Work to be completed ->
Transcribe the records in their entirety, exactly as given.

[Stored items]
-=-=-=-=-
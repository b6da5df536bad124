#![no_std]
#![forbid(unsafe_code)]

//! Charging-current arbitration. Every slot is an independent limit; the
//! current offered to the vehicle is the minimum over the active ones.

use evse_core::{
    EvseError, EvseResult, InputConfig, JumperConfig, MilliAmps, Resistance, Slot, SLOT_COUNT,
};
use log::{debug, warn};

pub const INCOMING_CABLE: usize = 0;
pub const OUTGOING_CABLE: usize = 1;
pub const INPUT0: usize = 2;
pub const INPUT1: usize = 3;
pub const BUTTON: usize = 4;

/// First index writable through the command surface.
pub const FIRST_SETTABLE: usize = INPUT0;

pub const MIN_SETTABLE_MA: MilliAmps = 6_000;
pub const MAX_SETTABLE_MA: MilliAmps = 32_000;
/// Button slot value that allows charging.
pub const BUTTON_RELEASED_MA: MilliAmps = 32_000;

// Proximity resistor coding (IEC 61851-1 B.2)
const PP_13A_OHMS: u32 = 1_000;
const PP_20A_OHMS: u32 = 330;
const PP_32A_OHMS: u32 = 150;

/// Read-only inputs for one recomputation.
#[derive(Debug, Clone, Copy)]
pub struct SlotInputs {
    pub jumper: JumperConfig,
    pub software_current_ma: MilliAmps,
    pub pp: Resistance,
    /// Raw levels of the two external inputs.
    pub input_levels: [bool; 2],
}

/// Current capacity of the vehicle cable from its proximity resistor.
pub fn pp_current_ma(pp: Resistance) -> MilliAmps {
    match pp {
        // No or unknown cable: assume the weakest coding
        Resistance::Invalid => 13_000,
        Resistance::Ohms(r) if r >= PP_13A_OHMS => 13_000,
        Resistance::Ohms(r) if r >= PP_20A_OHMS => 20_000,
        Resistance::Ohms(r) if r >= PP_32A_OHMS => 32_000,
        Resistance::Ohms(_) => 64_000,
    }
}

/// Table contents before any stored defaults are applied.
pub fn factory_defaults() -> [Slot; SLOT_COUNT] {
    let mut slots = [Slot::inactive(); SLOT_COUNT];
    slots[INCOMING_CABLE] = Slot::new(32_000, true, false);
    slots[OUTGOING_CABLE] = Slot::new(32_000, true, false);
    slots[BUTTON] = Slot::new(BUTTON_RELEASED_MA, true, false);
    slots
}

fn validate(index: usize, max_current_ma: MilliAmps) -> EvseResult<()> {
    if index >= SLOT_COUNT {
        return Err(EvseError::InvalidSlot);
    }
    if index < FIRST_SETTABLE {
        return Err(EvseError::SlotReadOnly);
    }
    if max_current_ma != 0 && !(MIN_SETTABLE_MA..=MAX_SETTABLE_MA).contains(&max_current_ma) {
        return Err(EvseError::CurrentOutOfRange);
    }
    Ok(())
}

pub struct SlotTable {
    slots: [Slot; SLOT_COUNT],
    defaults: [Slot; SLOT_COUNT],
    input_config: [InputConfig; 2],
    /// API side of the input slots; the live flag also needs the input.
    input_enabled: [bool; 2],
    input_asserted: [bool; 2],
    persist_pending: bool,
}

impl SlotTable {
    /// `defaults` are the restored persisted defaults (or `factory_defaults()`).
    /// Restored entries the command surface would refuse fall back to the
    /// factory value and are written back on the next persist.
    pub fn new(mut defaults: [Slot; SLOT_COUNT], input_config: [InputConfig; 2]) -> Self {
        let factory = factory_defaults();
        let mut persist_pending = false;
        for i in FIRST_SETTABLE..SLOT_COUNT {
            if validate(i, defaults[i].max_current_ma).is_err() {
                warn!(
                    "Slot {}: restored default {} mA out of range, using factory default",
                    i, defaults[i].max_current_ma
                );
                defaults[i] = factory[i];
                persist_pending = true;
            }
        }

        let mut slots = defaults;
        // Recomputed on the first tick
        slots[INCOMING_CABLE] = Slot::inactive();
        slots[OUTGOING_CABLE] = Slot::inactive();
        let input_enabled = [defaults[INPUT0].active, defaults[INPUT1].active];
        slots[INPUT0].active = false;
        slots[INPUT1].active = false;

        Self {
            slots,
            defaults,
            input_config,
            input_enabled,
            input_asserted: [false; 2],
            persist_pending,
        }
    }

    pub fn recompute(&mut self, view: &SlotInputs) {
        self.slots[INCOMING_CABLE] = Slot::new(
            view.jumper.max_current_ma(view.software_current_ma),
            true,
            false,
        );
        self.slots[OUTGOING_CABLE] = Slot::new(pp_current_ma(view.pp), true, false);

        for n in 0..2 {
            self.input_asserted[n] = self.input_config[n].is_asserted(view.input_levels[n]);
            self.refresh_input_slot(n);
        }
    }

    fn refresh_input_slot(&mut self, n: usize) {
        self.slots[INPUT0 + n].active = self.input_enabled[n] && self.input_asserted[n];
    }

    pub fn effective_current(&self) -> MilliAmps {
        self.slots
            .iter()
            .filter(|s| s.active)
            .map(|s| s.max_current_ma)
            .min()
            .unwrap_or(0)
    }

    pub fn set(
        &mut self,
        index: usize,
        max_current_ma: MilliAmps,
        active: bool,
        clear_on_disconnect: bool,
    ) -> EvseResult<()> {
        if let Err(e) = validate(index, max_current_ma) {
            warn!("Slot {}: set {} mA rejected ({})", index, max_current_ma, e);
            return Err(e);
        }

        self.slots[index].max_current_ma = max_current_ma;
        self.slots[index].clear_on_disconnect = clear_on_disconnect;
        match index {
            INPUT0 | INPUT1 => {
                let n = index - INPUT0;
                self.input_enabled[n] = active;
                self.refresh_input_slot(n);
            }
            _ => self.slots[index].active = active,
        }
        Ok(())
    }

    /// Live view; input slots report whether they currently participate.
    pub fn get(&self, index: usize) -> EvseResult<Slot> {
        self.slots.get(index).copied().ok_or(EvseError::InvalidSlot)
    }

    pub fn set_default(
        &mut self,
        index: usize,
        max_current_ma: MilliAmps,
        active: bool,
        clear_on_disconnect: bool,
    ) -> EvseResult<()> {
        validate(index, max_current_ma)?;

        let new = Slot::new(max_current_ma, active, clear_on_disconnect);
        if self.defaults[index] != new {
            self.defaults[index] = new;
            self.persist_pending = true;
        }
        Ok(())
    }

    pub fn get_default(&self, index: usize) -> EvseResult<Slot> {
        self.defaults.get(index).copied().ok_or(EvseError::InvalidSlot)
    }

    /// Vehicle left: drop per-session limits, release the button.
    pub fn handle_disconnect(&mut self) {
        for (i, slot) in self.slots.iter_mut().enumerate() {
            if slot.clear_on_disconnect {
                debug!("Slot {}: cleared on disconnect", i);
                slot.max_current_ma = 0;
            }
        }
        self.slots[BUTTON].max_current_ma = BUTTON_RELEASED_MA;
    }

    pub fn stop_charging_by_button(&mut self) {
        self.slots[BUTTON].max_current_ma = 0;
    }

    pub fn start_charging_by_button(&mut self) {
        self.slots[BUTTON].max_current_ma = BUTTON_RELEASED_MA;
    }

    pub fn set_input_config(&mut self, input: usize, config: InputConfig) -> EvseResult<()> {
        let cfg = self.input_config.get_mut(input).ok_or(EvseError::InvalidSlot)?;
        *cfg = config;
        Ok(())
    }

    pub fn input_config(&self) -> [InputConfig; 2] {
        self.input_config
    }

    pub fn slots(&self) -> &[Slot; SLOT_COUNT] {
        &self.slots
    }

    pub fn defaults(&self) -> &[Slot; SLOT_COUNT] {
        &self.defaults
    }

    /// Hands out the defaults once after they changed.
    pub fn take_persist_request(&mut self) -> Option<[Slot; SLOT_COUNT]> {
        if self.persist_pending {
            self.persist_pending = false;
            Some(self.defaults)
        } else {
            None
        }
    }
}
-=-=-=-=-
Solution ->
repository b6da5df536bad124
#![no_std]
#![forbid(unsafe_code)]

//! Charging-current arbitration. Every slot is an independent limit; the
//! current offered to the vehicle is the minimum over the active ones.

use evse_core::{
    EvseError, EvseResult, InputConfig, JumperConfig, MilliAmps, Resistance, Slot, SLOT_COUNT,
};
use log::{debug, warn};

pub const INCOMING_CABLE: usize = 0;
pub const OUTGOING_CABLE: usize = 1;
pub const INPUT0: usize = 2;
pub const INPUT1: usize = 3;
pub const BUTTON: usize = 4;

/// First index writable through the command surface.
pub const FIRST_SETTABLE: usize = INPUT0;

pub const MIN_SETTABLE_MA: MilliAmps = 6_000;
pub const MAX_SETTABLE_MA: MilliAmps = 32_000;
/// Button slot value that allows charging.
pub const BUTTON_RELEASED_MA: MilliAmps = 32_000;

// Proximity resistor coding (IEC 61851-1 B.2)
const PP_13A_OHMS: u32 = 1_000;
const PP_20A_OHMS: u32 = 330;
const PP_32A_OHMS: u32 = 150;

/// Read-only inputs for one recomputation.
#[derive(Debug, Clone, Copy)]
pub struct SlotInputs {
    pub jumper: JumperConfig,
    pub software_current_ma: MilliAmps,
    pub pp: Resistance,
    /// Raw levels of the two external inputs.
    pub input_levels: [bool; 2],
}

/// Current capacity of the vehicle cable from its proximity resistor.
pub fn pp_current_ma(pp: Resistance) -> MilliAmps {
    match pp {
        // No or unknown cable: assume the weakest coding
        Resistance::Invalid => 13_000,
        Resistance::Ohms(r) if r >= PP_13A_OHMS => 13_000,
        Resistance::Ohms(r) if r >= PP_20A_OHMS => 20_000,
        Resistance::Ohms(r) if r >= PP_32A_OHMS => 32_000,
        Resistance::Ohms(_) => 64_000,
    }
}

/// Table contents before any stored defaults are applied.
pub fn factory_defaults() -> [Slot; SLOT_COUNT] {
    let mut slots = [Slot::inactive(); SLOT_COUNT];
    slots[INCOMING_CABLE] = Slot::new(32_000, true, false);
    slots[OUTGOING_CABLE] = Slot::new(32_000, true, false);
    slots[BUTTON] = Slot::new(BUTTON_RELEASED_MA, true, false);
    slots
}

fn validate(index: usize, max_current_ma: MilliAmps) -> EvseResult<()> {
    if index >= SLOT_COUNT {
        return Err(EvseError::InvalidSlot);
    }
    if index < FIRST_SETTABLE {
        return Err(EvseError::SlotReadOnly);
    }
    if max_current_ma != 0 && !(MIN_SETTABLE_MA..=MAX_SETTABLE_MA).contains(&max_current_ma) {
        return Err(EvseError::CurrentOutOfRange);
    }
    Ok(())
}

pub struct SlotTable {
    slots: [Slot; SLOT_COUNT],
    defaults: [Slot; SLOT_COUNT],
    input_config: [InputConfig; 2],
    /// API side of the input slots; the live flag also needs the input.
    input_enabled: [bool; 2],
    input_asserted: [bool; 2],
    persist_pending: bool,
}

impl SlotTable {
    /// `defaults` are the restored persisted defaults (or `factory_defaults()`).
    /// Restored entries the command surface would refuse fall back to the
    /// factory value and are written back on the next persist.
    pub fn new(mut defaults: [Slot; SLOT_COUNT], input_config: [InputConfig; 2]) -> Self {
        let factory = factory_defaults();
        let mut persist_pending = false;
        for i in FIRST_SETTABLE..SLOT_COUNT {
            if validate(i, defaults[i].max_current_ma).is_err() {
                warn!(
                    "Slot {}: restored default {} mA out of range, using factory default",
                    i, defaults[i].max_current_ma
                );
                defaults[i] = factory[i];
                persist_pending = true;
            }
        }

        let mut slots = defaults;
        // Recomputed on the first tick
        slots[INCOMING_CABLE] = Slot::inactive();
        slots[OUTGOING_CABLE] = Slot::inactive();
        let input_enabled = [defaults[INPUT0].active, defaults[INPUT1].active];
        slots[INPUT0].active = false;
        slots[INPUT1].active = false;

        Self {
            slots,
            defaults,
            input_config,
            input_enabled,
            input_asserted: [false; 2],
            persist_pending,
        }
    }

    pub fn recompute(&mut self, view: &SlotInputs) {
        self.slots[INCOMING_CABLE] = Slot::new(
            view.jumper.max_current_ma(view.software_current_ma),
            true,
            false,
        );
        self.slots[OUTGOING_CABLE] = Slot::new(pp_current_ma(view.pp), true, false);

        for n in 0..2 {
            self.input_asserted[n] = self.input_config[n].is_asserted(view.input_levels[n]);
            self.refresh_input_slot(n);
        }
    }

    fn refresh_input_slot(&mut self, n: usize) {
        self.slots[INPUT0 + n].active = self.input_enabled[n] && self.input_asserted[n];
    }

    pub fn effective_current(&self) -> MilliAmps {
        self.slots
            .iter()
            .filter(|s| s.active)
            .map(|s| s.max_current_ma)
            .min()
            .unwrap_or(0)
    }

    pub fn set(
        &mut self,
        index: usize,
        max_current_ma: MilliAmps,
        active: bool,
        clear_on_disconnect: bool,
    ) -> EvseResult<()> {
        if let Err(e) = validate(index, max_current_ma) {
            warn!("Slot {}: set {} mA rejected ({})", index, max_current_ma, e);
            return Err(e);
        }

        self.slots[index].max_current_ma = max_current_ma;
        self.slots[index].clear_on_disconnect = clear_on_disconnect;
        match index {
            INPUT0 | INPUT1 => {
                let n = index - INPUT0;
                self.input_enabled[n] = active;
                self.refresh_input_slot(n);
            }
            _ => self.slots[index].active = active,
        }
        Ok(())
    }

    /// Live view; input slots report whether they currently participate.
    pub fn get(&self, index: usize) -> EvseResult<Slot> {
        self.slots.get(index).copied().ok_or(EvseError::InvalidSlot)
    }

    pub fn set_default(
        &mut self,
        index: usize,
        max_current_ma: MilliAmps,
        active: bool,
        clear_on_disconnect: bool,
    ) -> EvseResult<()> {
        validate(index, max_current_ma)?;

        let new = Slot::new(max_current_ma, active, clear_on_disconnect);
        if self.defaults[index] != new {
            self.defaults[index] = new;
            self.persist_pending = true;
        }
        Ok(())
    }

    pub fn get_default(&self, index: usize) -> EvseResult<Slot> {
        self.defaults.get(index).copied().ok_or(EvseError::InvalidSlot)
    }

    /// Vehicle left: drop per-session limits, release the button.
    pub fn handle_disconnect(&mut self) {
        for (i, slot) in self.slots.iter_mut().enumerate() {
            if slot.clear_on_disconnect {
                debug!("Slot {}: cleared on disconnect", i);
                slot.max_current_ma = 0;
            }
        }
        self.slots[BUTTON].max_current_ma = BUTTON_RELEASED_MA;
    }

    pub fn stop_charging_by_button(&mut self) {
        self.slots[BUTTON].max_current_ma = 0;
    }

    pub fn start_charging_by_button(&mut self) {
        self.slots[BUTTON].max_current_ma = BUTTON_RELEASED_MA;
    }

    pub fn set_input_config(&mut self, input: usize, config: InputConfig) -> EvseResult<()> {
        let cfg = self.input_config.get_mut(input).ok_or(EvseError::InvalidSlot)?;
        *cfg = config;
        Ok(())
    }

    pub fn input_config(&self) -> [InputConfig; 2] {
        self.input_config
    }

    pub fn slots(&self) -> &[Slot; SLOT_COUNT] {
        &self.slots
    }

    pub fn defaults(&self) -> &[Slot; SLOT_COUNT] {
        &self.defaults
    }

    /// Hands out the defaults once after they changed.
    pub fn take_persist_request(&mut self) -> Option<[Slot; SLOT_COUNT]> {
        if self.persist_pending {
            self.persist_pending = false;
            Some(self.defaults)
        } else {
            None
        }
    }
}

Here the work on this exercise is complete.